Sì, la città è la Paz in Bolivia e non è Roma ma il richiamo a Ladri di bicilette di Vittorio De Sica, pur da così lontano, è lampante: il personaggio centrale è un giovanissimo ladro dagli occhi tristi e profondi, e non importa se a essere rubata non è una bicicletta ma un cane. C’è la povertà che circonda, l’essere rimasti orfani e l’infanzia terminata troppo presto, o forse mai, cominciata in nome di un lavoro duro come quello dello sciuscià.

El Ladrón de perros è la seconda pellicola di Vinko Tomicic, classe 1987, che racconta la vita dell’orfano Martín nel suo peregrinare per le labirintiche strade di La Paz, che divengono metafora delle sfide che il giovane protagonista (Franklin Aro Huasco per la prima volta sullo schermo scelto con una ricerca specifica nella comunità dei lustrascarpe) deve affrontare.

“Il mio – dice il regista – è in qualche modo un omaggio al cinema di De Sica e al neorealismo. Conoscevo De Sica di fama ma non avevo visto Ladri di biciclette se non durante il montaggio del film. Ora, dopo averlo visto, posso dire che ne sono rimasto folgorato e posso aggiungere che il mio film è un omaggio involontario al suo lavoro, perché il suo cinema fa parte del nostro immaginario collettivo. In principio il film si sarebbe dovuto chiamare “Perros” (cani) ma dopo aver visto Ladri di biciclette ho deciso di cambiare il nome. Il Neorealismo che oggi in Italia sembra così lontano, nel mio paese è del tutto attuale. Fare film indipendenti in America Latina oggi ha senza dubbio una molteplicità di connessioni naturali con quello che è stato a suo tempo il Neorealismo”.

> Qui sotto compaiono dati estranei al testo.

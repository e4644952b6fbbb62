pub mod command;
pub mod constants;
pub mod error;
pub mod midi;
pub mod model;
pub mod notes;
pub mod pipeline;

pub use command::CommandTranscriber;
pub use error::TranscribeError;
pub use midi::{inspect_midi, MidiExporter, MidiSummary};
pub use model::{BasicPitchModel, NoteModel, Posteriors};
pub use notes::NoteDecoder;
pub use pipeline::{midi_output_path, ModelTranscriber, Transcriber};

Il film racconta di Martin, lustrascarpe di professione a La Paz che la mattina cammina percorrendo i ripidi vicoli verso il centro della città. L’infanzia è per lui un lontano ricordo e, come tutti i suoi colleghi, indossa un passamontagna per nascondere il viso. Condivide una stanza con l’amico Sombras, suo compagno di sventure, entrambi ospitati di nascosto nella casa di una anziana aristocratica grazie al sostegno della domestica. La loro condizione è precaria e il suo animo tormentato dal desiderio di una vita migliore ma la sua sofferenza maggiore è legata al fatto di non avere genitori.

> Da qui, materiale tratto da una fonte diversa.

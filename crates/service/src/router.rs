use axum::extract::DefaultBodyLimit;
use axum::routing::{get, post};
use axum::Router;
use tower_http::trace::TraceLayer;

use crate::config::ServiceConfig;
use crate::cors::cors_layer;
use crate::handlers::{download_midi, save_midi, upload_audio};
use crate::state::AppState;

pub fn build(state: AppState, config: &ServiceConfig) -> Router {
    let body_limit = match config.max_upload_bytes {
        Some(limit) => DefaultBodyLimit::max(limit),
        None => DefaultBodyLimit::disable(),
    };

    Router::new()
        .route("/upload-audio/", post(upload_audio))
        .route("/upload-audio", post(upload_audio))
        .route("/save-midi/", post(save_midi))
        .route("/save-midi", post(save_midi))
        .route("/download-midi/:filename", get(download_midi))
        .layer(body_limit)
        .layer(cors_layer(&config.cors.allowed_origins))
        .layer(TraceLayer::new_for_http())
        .with_state(state)
}

#[cfg(test)]
mod tests {
    use std::fs;
    use std::path::Path;
    use std::sync::Arc;

    use axum::body::Body;
    use axum::http::{header, Method, Request, StatusCode};
    use http_body_util::BodyExt;
    use humscribe_audio::SymphoniaNormalizer;
    use humscribe_domain::NoteEvent;
    use humscribe_transcriber::{inspect_midi, MidiExporter, TranscribeError, Transcriber};
    use serde_json::Value;
    use tower::ServiceExt;

    use super::*;
    use crate::pipeline::tests::{tone_bytes, FailingTranscriber, StubTranscriber};
    use crate::pipeline::TranscriptionPipeline;
    use crate::storage::Storage;

    const BOUNDARY: &str = "humscribe-test-boundary";

    fn app_with(dir: &Path, transcriber: Arc<dyn Transcriber>, config: &ServiceConfig) -> Router {
        let storage = Storage::new(dir.join("uploads"), dir.join("outputs"));
        storage.ensure_dirs().unwrap();
        let pipeline = TranscriptionPipeline::new(storage, Arc::new(SymphoniaNormalizer), transcriber);
        build(AppState::new(pipeline, config.strict_download_status), config)
    }

    fn app(dir: &Path) -> Router {
        app_with(dir, Arc::new(StubTranscriber), &ServiceConfig::default())
    }

    fn multipart(field: &str, filename: &str, bytes: &[u8]) -> Body {
        let mut body = format!(
            "--{BOUNDARY}\r\nContent-Disposition: form-data; name=\"{field}\"; filename=\"{filename}\"\r\nContent-Type: application/octet-stream\r\n\r\n"
        )
        .into_bytes();
        body.extend_from_slice(bytes);
        body.extend_from_slice(format!("\r\n--{BOUNDARY}--\r\n").as_bytes());
        Body::from(body)
    }

    fn multipart_post(uri: &str, field: &str, filename: &str, bytes: &[u8]) -> Request<Body> {
        Request::builder()
            .method(Method::POST)
            .uri(uri)
            .header(
                header::CONTENT_TYPE,
                format!("multipart/form-data; boundary={BOUNDARY}"),
            )
            .body(multipart(field, filename, bytes))
            .unwrap()
    }

    fn get_request(uri: &str) -> Request<Body> {
        Request::builder().uri(uri).body(Body::empty()).unwrap()
    }

    async fn json(response: axum::response::Response) -> Value {
        let bytes = response.into_body().collect().await.unwrap().to_bytes();
        serde_json::from_slice(&bytes).unwrap()
    }

    #[tokio::test]
    async fn upload_then_download() {
        let dir = tempfile::tempdir().unwrap();
        let app = app(dir.path());

        let response = app
            .clone()
            .oneshot(multipart_post("/upload-audio/", "file", "hum.wav", &tone_bytes(44_100)))
            .await
            .unwrap();
        assert_eq!(response.status(), StatusCode::OK);
        let midi_file = json(response).await["midi_file"]
            .as_str()
            .unwrap()
            .to_string();
        assert!(midi_file.starts_with("raw_"));
        assert!(midi_file.ends_with("_hum_basic_pitch.mid"));

        let response = app
            .oneshot(get_request(&format!("/download-midi/{midi_file}")))
            .await
            .unwrap();
        assert_eq!(response.status(), StatusCode::OK);
        assert_eq!(response.headers()[header::CONTENT_TYPE], "audio/midi");
        assert_eq!(
            response.headers()[header::CONTENT_DISPOSITION],
            format!("attachment; filename=\"{midi_file}\"").as_str()
        );
        let body = response.into_body().collect().await.unwrap().to_bytes();
        assert_eq!(body, fs::read(dir.path().join("outputs").join(&midi_file)).unwrap());
        assert_eq!(inspect_midi(&body).unwrap().notes, 1);
    }

    #[tokio::test]
    async fn route_without_trailing_slash_also_uploads() {
        let dir = tempfile::tempdir().unwrap();
        let response = app(dir.path())
            .oneshot(multipart_post("/upload-audio", "file", "hum.wav", &tone_bytes(16_000)))
            .await
            .unwrap();
        assert_eq!(response.status(), StatusCode::OK);
    }

    #[tokio::test]
    async fn garbage_upload_is_unprocessable() {
        let dir = tempfile::tempdir().unwrap();
        let response = app(dir.path())
            .oneshot(multipart_post("/upload-audio/", "file", "notes.txt", b"plain text, not audio"))
            .await
            .unwrap();
        assert_eq!(response.status(), StatusCode::UNPROCESSABLE_ENTITY);
        let body = json(response).await;
        assert!(!body["error"].as_str().unwrap().is_empty());
    }

    #[tokio::test]
    async fn missing_file_field_is_bad_request() {
        let dir = tempfile::tempdir().unwrap();
        let response = app(dir.path())
            .oneshot(multipart_post("/upload-audio/", "audio", "hum.wav", &tone_bytes(44_100)))
            .await
            .unwrap();
        assert_eq!(response.status(), StatusCode::BAD_REQUEST);
        assert!(json(response).await["error"].as_str().unwrap().contains("file"));

        let response = app(dir.path())
            .oneshot(
                Request::builder()
                    .method(Method::POST)
                    .uri("/upload-audio/")
                    .body(Body::from("not multipart"))
                    .unwrap(),
            )
            .await
            .unwrap();
        assert_eq!(response.status(), StatusCode::BAD_REQUEST);
    }

    #[tokio::test]
    async fn transcriber_failures_map_to_status() {
        let dir = tempfile::tempdir().unwrap();
        let config = ServiceConfig::default();

        let broken = app_with(
            dir.path(),
            Arc::new(FailingTranscriber(|| TranscribeError::Inference("session crashed".into()))),
            &config,
        );
        let response = broken
            .oneshot(multipart_post("/upload-audio/", "file", "a.wav", &tone_bytes(44_100)))
            .await
            .unwrap();
        assert_eq!(response.status(), StatusCode::INTERNAL_SERVER_ERROR);
        assert_eq!(json(response).await["error"], "inference failed: session crashed");

        let missing = app_with(
            dir.path(),
            Arc::new(FailingTranscriber(|| TranscribeError::Tool {
                tool: "basic-pitch".into(),
                message: "executable not found".into(),
            })),
            &config,
        );
        let response = missing
            .oneshot(multipart_post("/upload-audio/", "file", "b.wav", &tone_bytes(44_100)))
            .await
            .unwrap();
        assert_eq!(response.status(), StatusCode::BAD_GATEWAY);
    }

    #[tokio::test]
    async fn unknown_download_keeps_ok_status() {
        let dir = tempfile::tempdir().unwrap();
        let response = app(dir.path())
            .oneshot(get_request("/download-midi/nothing_basic_pitch.mid"))
            .await
            .unwrap();
        assert_eq!(response.status(), StatusCode::OK);
        assert_eq!(json(response).await, serde_json::json!({ "error": "File not found" }));
    }

    #[tokio::test]
    async fn strict_mode_answers_not_found() {
        let dir = tempfile::tempdir().unwrap();
        let config = ServiceConfig {
            strict_download_status: true,
            ..ServiceConfig::default()
        };
        let response = app_with(dir.path(), Arc::new(StubTranscriber), &config)
            .oneshot(get_request("/download-midi/nothing.mid"))
            .await
            .unwrap();
        assert_eq!(response.status(), StatusCode::NOT_FOUND);
        assert_eq!(json(response).await["error"], "File not found");
    }

    #[tokio::test]
    async fn download_cannot_escape_output_dir() {
        let dir = tempfile::tempdir().unwrap();
        let app = app(dir.path());
        fs::write(dir.path().join("uploads/raw_1_secret.mid"), b"MThd").unwrap();

        let response = app
            .oneshot(get_request("/download-midi/..%2Fuploads%2Fraw_1_secret.mid"))
            .await
            .unwrap();
        assert_eq!(response.status(), StatusCode::OK);
        assert_eq!(json(response).await["error"], "File not found");
    }

    #[tokio::test]
    async fn sequential_uploads_get_distinct_names() {
        let dir = tempfile::tempdir().unwrap();
        let app = app(dir.path());

        let first = app
            .clone()
            .oneshot(multipart_post("/upload-audio/", "file", "one.wav", &tone_bytes(44_100)))
            .await
            .unwrap();
        let second = app
            .oneshot(multipart_post("/upload-audio/", "file", "two.wav", &tone_bytes(44_100)))
            .await
            .unwrap();
        let first = json(first).await["midi_file"].clone();
        let second = json(second).await["midi_file"].clone();
        assert_ne!(first, second);
    }

    #[tokio::test]
    async fn save_midi_stores_valid_files_only() {
        let dir = tempfile::tempdir().unwrap();
        let app = app(dir.path());
        let note = NoteEvent::new(0.25, 0.75, 67, 0.6).unwrap();
        let bytes = MidiExporter::default().to_bytes(&[note]).unwrap();

        let response = app
            .clone()
            .oneshot(multipart_post("/save-midi/", "file", "edited.mid", &bytes))
            .await
            .unwrap();
        assert_eq!(response.status(), StatusCode::OK);
        let stored = json(response).await["midi_file"].as_str().unwrap().to_string();
        assert!(stored.starts_with("edited_"));
        assert!(stored.ends_with("_edited.mid"));

        let response = app
            .clone()
            .oneshot(get_request(&format!("/download-midi/{stored}")))
            .await
            .unwrap();
        assert_eq!(response.status(), StatusCode::OK);
        assert_eq!(response.headers()[header::CONTENT_TYPE], "audio/midi");

        let response = app
            .oneshot(multipart_post("/save-midi", "file", "edited.mid", b"RIFF not midi"))
            .await
            .unwrap();
        assert_eq!(response.status(), StatusCode::UNPROCESSABLE_ENTITY);
    }

    #[tokio::test]
    async fn preflight_mirrors_origin_with_credentials() {
        let dir = tempfile::tempdir().unwrap();
        let request = Request::builder()
            .method(Method::OPTIONS)
            .uri("/upload-audio/")
            .header(header::ORIGIN, "http://somewhere.example")
            .header(header::ACCESS_CONTROL_REQUEST_METHOD, "POST")
            .header(header::ACCESS_CONTROL_REQUEST_HEADERS, "content-type")
            .body(Body::empty())
            .unwrap();
        let response = app(dir.path()).oneshot(request).await.unwrap();

        assert_eq!(response.status(), StatusCode::OK);
        let headers = response.headers();
        assert_eq!(
            headers[header::ACCESS_CONTROL_ALLOW_ORIGIN],
            "http://somewhere.example"
        );
        assert_eq!(headers[header::ACCESS_CONTROL_ALLOW_CREDENTIALS], "true");
        assert_eq!(headers[header::ACCESS_CONTROL_ALLOW_METHODS], "POST");
    }

    #[tokio::test]
    async fn listed_origins_only_without_wildcard() {
        let dir = tempfile::tempdir().unwrap();
        let mut config = ServiceConfig::default();
        config.cors.allowed_origins = vec!["http://localhost:5173".into()];
        let app = app_with(dir.path(), Arc::new(StubTranscriber), &config);

        let response = app
            .oneshot(
                Request::builder()
                    .uri("/download-midi/x.mid")
                    .header(header::ORIGIN, "http://evil.example")
                    .body(Body::empty())
                    .unwrap(),
            )
            .await
            .unwrap();
        assert!(response
            .headers()
            .get(header::ACCESS_CONTROL_ALLOW_ORIGIN)
            .is_none());
    }

    #[tokio::test]
    async fn upload_limit_is_enforced_when_configured() {
        let dir = tempfile::tempdir().unwrap();
        let config = ServiceConfig {
            max_upload_bytes: Some(1024),
            ..ServiceConfig::default()
        };
        let response = app_with(dir.path(), Arc::new(StubTranscriber), &config)
            .oneshot(multipart_post("/upload-audio/", "file", "big.wav", &tone_bytes(44_100)))
            .await
            .unwrap();
        assert_eq!(response.status(), StatusCode::PAYLOAD_TOO_LARGE);
        let body = json(response).await;
        assert!(body["error"].as_str().unwrap().starts_with("upload too large"));
    }
}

Nella sua immaginazione, intrisa di speranza pensa che uno dei suoi clienti migliori, il signor Novoa, sia suo padre. L’uomo è un sarto solitario molto devoto al suo pastore tedesco, Astor, che tratta come un figlio. Ecco che Martín escogita un piano: rubare il cane per avvicinarsi al signor Novoa, con la speranza di ottenere finalmente il riconoscimento paterno.